WHAT YOU SHOULD DO:
Your response should reproduce every line of the entries that contains the word "derive".
──────── DATA TO EXAMINE ────────
//! Traits for storage abstraction and extensibility

use async_trait::async_trait;
use bigdecimal::BigDecimal;
use serde::{Deserialize, Serialize};

use crate::types::*;
use crate::utils::validation::{
    validate_non_negative_amount, validate_note, validate_positive_amount,
};

/// Storage abstraction for the advance ledger
///
/// This trait allows the ledger engine to work with any storage backend
/// (a remote document store, SQL, in-memory, etc.) by implementing these
/// methods. Implementations use interior mutability so a single store can
/// serve many concurrent sessions.
#[async_trait]
pub trait LedgerStorage: Send + Sync {
    /// Persist a new advance, assigning its ID and initial version
    async fn create_advance(&self, advance: Advance) -> LedgerResult<Advance>;

    /// Get an advance by ID
    async fn get_advance(&self, advance_id: &str) -> LedgerResult<Option<Advance>>;

    /// List all advances
    async fn list_advances(&self) -> LedgerResult<Vec<Advance>>;

    /// Persist a new expense, assigning its ID and initial version
    async fn create_expense(&self, expense: Expense) -> LedgerResult<Expense>;

    /// Get an expense by ID
    async fn get_expense(&self, expense_id: &str) -> LedgerResult<Option<Expense>>;

    /// List all expenses
    async fn list_expenses(&self) -> LedgerResult<Vec<Expense>>;

    /// Persist a new return, assigning its ID and initial version
    async fn create_return(&self, cash_return: CashReturn) -> LedgerResult<CashReturn>;

    /// Get a return by ID
    async fn get_return(&self, return_id: &str) -> LedgerResult<Option<CashReturn>>;

    /// List all returns
    async fn list_returns(&self) -> LedgerResult<Vec<CashReturn>>;

    /// Persist a transport payment, assigning its ID
    async fn create_transport_payment(
        &self,
        payment: TransportPayment,
    ) -> LedgerResult<TransportPayment>;

    /// List all transport payments
    async fn list_transport_payments(&self) -> LedgerResult<Vec<TransportPayment>>;

    /// Persist a cash collection, assigning its ID
    async fn create_collection(&self, collection: CashCollection) -> LedgerResult<CashCollection>;

    /// List all cash collections
    async fn list_collections(&self) -> LedgerResult<Vec<CashCollection>>;

    /// Apply every write in `unit` or none of them.
    ///
    /// Each write carries the version its record was read at. If any stored
    /// version differs, nothing is written and
    /// [`LedgerError::ConcurrencyConflict`] is returned. Committed records
    /// have their version incremented.
    async fn run_atomic(&self, unit: UnitOfWork) -> LedgerResult<()>;
}

/// A single versioned update inside a [`UnitOfWork`]
#[derive(Debug, Clone, PartialEq)]
pub enum AtomicWrite {
    Advance(Advance),
    Expense(Expense),
    Return(CashReturn),
}

impl AtomicWrite {
    /// ID of the record being written
    pub fn record_id(&self) -> &str {
        match self {
            AtomicWrite::Advance(advance) => &advance.id,
            AtomicWrite::Expense(expense) => &expense.id,
            AtomicWrite::Return(cash_return) => &cash_return.id,
        }
    }

    /// Version the record is expected to be at in storage
    pub fn expected_version(&self) -> u64 {
        match self {
            AtomicWrite::Advance(advance) => advance.version,
            AtomicWrite::Expense(expense) => expense.version,
            AtomicWrite::Return(cash_return) => cash_return.version,
        }
    }
}

/// Batch of writes committed all-or-nothing by [`LedgerStorage::run_atomic`]
#[derive(Debug, Clone, Default, PartialEq)]
pub struct UnitOfWork {
    writes: Vec<AtomicWrite>,
}

impl UnitOfWork {
    pub fn new() -> Self {
        Self::default()
    }

    pub fn update_advance(mut self, advance: Advance) -> Self {
        self.writes.push(AtomicWrite::Advance(advance));
        self
    }

    pub fn update_expense(mut self, expense: Expense) -> Self {
        self.writes.push(AtomicWrite::Expense(expense));
        self
    }

    pub fn update_return(mut self, cash_return: CashReturn) -> Self {
        self.writes.push(AtomicWrite::Return(cash_return));
        self
    }

    pub fn writes(&self) -> &[AtomicWrite] {
        &self.writes
    }

    pub fn into_writes(self) -> Vec<AtomicWrite> {
        self.writes
    }

    pub fn is_empty(&self) -> bool {
        self.writes.is_empty()
    }

    pub fn len(&self) -> usize {
        self.writes.len()
    }
}

/// Trait for implementing custom submission rules
pub trait SubmissionValidator: Send + Sync {
    /// Validate an expense claim against the advance it is drawn on
    fn validate_expense(&self, expense: &Expense, advance: &Advance) -> LedgerResult<()>;

    /// Validate a cash return against the advance it is drawn on
    fn validate_return(&self, cash_return: &CashReturn, advance: &Advance) -> LedgerResult<()>;
}

/// Default submission validator
///
/// Balance checks read the advance at submission time only; the advance is
/// not reserved, so approvals remain the authoritative settlement step.
#[derive(Debug, Clone)]
pub struct DefaultSubmissionValidator {
    /// Whether a non-zero `others` amount needs remarks
    pub require_remarks_for_others: bool,
}

impl Default for DefaultSubmissionValidator {
    fn default() -> Self {
        Self {
            require_remarks_for_others: true,
        }
    }
}

impl SubmissionValidator for DefaultSubmissionValidator {
    fn validate_expense(&self, expense: &Expense, advance: &Advance) -> LedgerResult<()> {
        for (label, amount) in expense.amounts.iter() {
            validate_non_negative_amount(amount, label)?;
        }

        if expense.total_amount <= BigDecimal::from(0) {
            return Err(LedgerError::Validation(
                "Total amount must be greater than zero".to_string(),
            ));
        }

        if expense.total_amount > advance.balance_to_settle {
            return Err(LedgerError::Validation(format!(
                "Expense ({}) exceeds remaining advance balance ({})",
                expense.total_amount, advance.balance_to_settle
            )));
        }

        if self.require_remarks_for_others && expense.amounts.others > BigDecimal::from(0) {
            validate_note(&expense.remarks, "Remarks for 'others'")?;
        }

        Ok(())
    }

    fn validate_return(&self, cash_return: &CashReturn, advance: &Advance) -> LedgerResult<()> {
        validate_positive_amount(&cash_return.amount, "Return amount")?;

        if cash_return.amount > advance.balance_to_settle {
            return Err(LedgerError::Validation(format!(
                "Return amount ({}) cannot exceed the balance of {}",
                cash_return.amount, advance.balance_to_settle
            )));
        }

        Ok(())
    }
}

/// Something that happened to the ledger, published after it was committed
#[derive(Debug, Clone, PartialEq, Serialize, Deserialize)]
pub enum LedgerEvent {
    AdvanceIssued {
        advance_id: String,
        staff_id: String,
        amount: BigDecimal,
    },
    ExpenseSubmitted {
        expense_id: String,
        advance_id: String,
        total_amount: BigDecimal,
    },
    ExpenseApproved {
        expense_id: String,
        advance_id: String,
        balance_to_settle: BigDecimal,
    },
    ExpenseRejected {
        expense_id: String,
        advance_id: String,
    },
    ReturnSubmitted {
        return_id: String,
        advance_id: String,
        amount: BigDecimal,
    },
    ReturnApproved {
        return_id: String,
        advance_id: String,
        balance_to_settle: BigDecimal,
    },
    ReturnRejected {
        return_id: String,
        advance_id: String,
    },
    AdvanceSettled {
        advance_id: String,
        settled_by: String,
    },
    TransportPaymentRecorded {
        payment_id: String,
        staff_id: String,
        company: TransportCompany,
        amount: BigDecimal,
    },
    CollectionRecorded {
        collection_id: String,
        staff_id: String,
        amount: BigDecimal,
    },
}

impl LedgerEvent {
    /// The advance affected by this event, if it concerns one
    pub fn advance_id(&self) -> Option<&str> {
        match self {
            LedgerEvent::AdvanceIssued { advance_id, .. }
            | LedgerEvent::ExpenseSubmitted { advance_id, .. }
            | LedgerEvent::ExpenseApproved { advance_id, .. }
            | LedgerEvent::ExpenseRejected { advance_id, .. }
            | LedgerEvent::ReturnSubmitted { advance_id, .. }
            | LedgerEvent::ReturnApproved { advance_id, .. }
            | LedgerEvent::ReturnRejected { advance_id, .. }
            | LedgerEvent::AdvanceSettled { advance_id, .. } => Some(advance_id),
            LedgerEvent::TransportPaymentRecorded { .. }
            | LedgerEvent::CollectionRecorded { .. } => None,
        }
    }
}

/// Receives ledger events so callers can refresh their views
pub trait LedgerObserver: Send + Sync {
    fn on_event(&self, event: &LedgerEvent);
}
────────
TASK ANSWER:
#[derive(Debug, Clone, PartialEq)]
#[derive(Debug, Clone, Default, PartialEq)]
#[derive(Debug, Clone)]
#[derive(Debug, Clone, PartialEq, Serialize, Deserialize)]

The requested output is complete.